California Penal Code § 273.5 provides that any person who “willfully inflicts upon his or her spouse, or any person ... with whom he or she is cohabitating, or ... who is the mother or father of his or her child, corporal injury resulting in a traumatic condition, is guilty of a felony....” This section has been in effect for many years, but continues to be defined by the courts. In People v. Vega, 39 Cal. Rptr. 2d 479 (Cal. Ct. App. 1995), the California Court of Appeals, the state’s intermediate appellate court, upheld a conviction under § 273.5 on the basis of the victim’s testimony that the defendant was the father of her children.
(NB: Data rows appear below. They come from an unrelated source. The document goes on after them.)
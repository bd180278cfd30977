//! Abbrex CLI library.
//!
//! This library provides the core functionality for the `abbrex` command-line
//! interface: document reading, configuration management, command execution
//! and output formatting.

pub mod cli;
pub mod commands;
pub mod config;
pub mod error;
pub mod output;
pub mod reader;

pub use cli::{Cli, Command};
pub use config::Config;
pub use error::{CliError, Result};
pub use output::Formatter;
pub use reader::PlainTextSource;
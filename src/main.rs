use anyhow::{Context, Result};
use chrono::Local;
use std::path::Path;
use tracing::info;

use p3_master::config::DEFAULT_CONFIG_FILE;
use p3_master::logging::init_logging;
use p3_master::{run_master_build, AppConfig};

fn main() -> Result<()> {
    init_logging();
    info!(version = p3_master::VERSION, "p3-master started");

    let config = AppConfig::load_or_default(Path::new(DEFAULT_CONFIG_FILE))
        .context("Failed to load configuration")?;

    info!(
        input = %config.input_folder.display(),
        output = %config.output_file,
        remaining_weeks = config.pipeline.remaining_weeks,
        fake_threshold = config.pipeline.fake_threshold,
        "Configuration"
    );

    // "today" is fixed for the whole run
    let today = Local::now().date_naive();

    let table = run_master_build(&config, today).context("Master build failed")?;

    match table {
        Some(table) => info!(
            records = table.records.len(),
            output = %config.output_path().display(),
            "Done"
        ),
        None => info!("No input, stopped without writing"),
    }

    Ok(())
}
The defendant had appealed his Superior Court conviction, arguing that proof of his parentage was not established by the Family Code statutory presumptions, which require evidence that the child’s conception or birth happened during marriage, the father consented to be named on the child’s birth certificate, the father was obligated to pay child support by court order, or the father holds the child out as his own or otherwise acknowledges paternity. None of these factors applied to the defendant, nor were he and the children’s mother living together at the time he assaulted her. However, the court of appeals held that the domestic violence deterrent found in § 273.5 does not require that these factors come into play. The victim’s uncontradicted testimony that the defendant was the father of her children constituted sufficient evidence that their relationship came within the meaning of the criminal statute. This article also discusses People v. Blunt, 43 Cal. Rptr. 2d 484 (Cal. Ct. App. 1995); People v. Kinsey, 47 Cal. Rptr. 2d 769 (Cal. Ct. App. 1995); People v. Vessell, 42 Cal. Rptr. 2d 241 (Cal. Ct. App. 1995); People v. Casillas, 47 Cal. Rptr. 2d 734 (Cal. Ct. App. 1995); and People v. Hernandez, 41 Cal. Rptr. 2d 89 (Cal. Ct. App. 1995).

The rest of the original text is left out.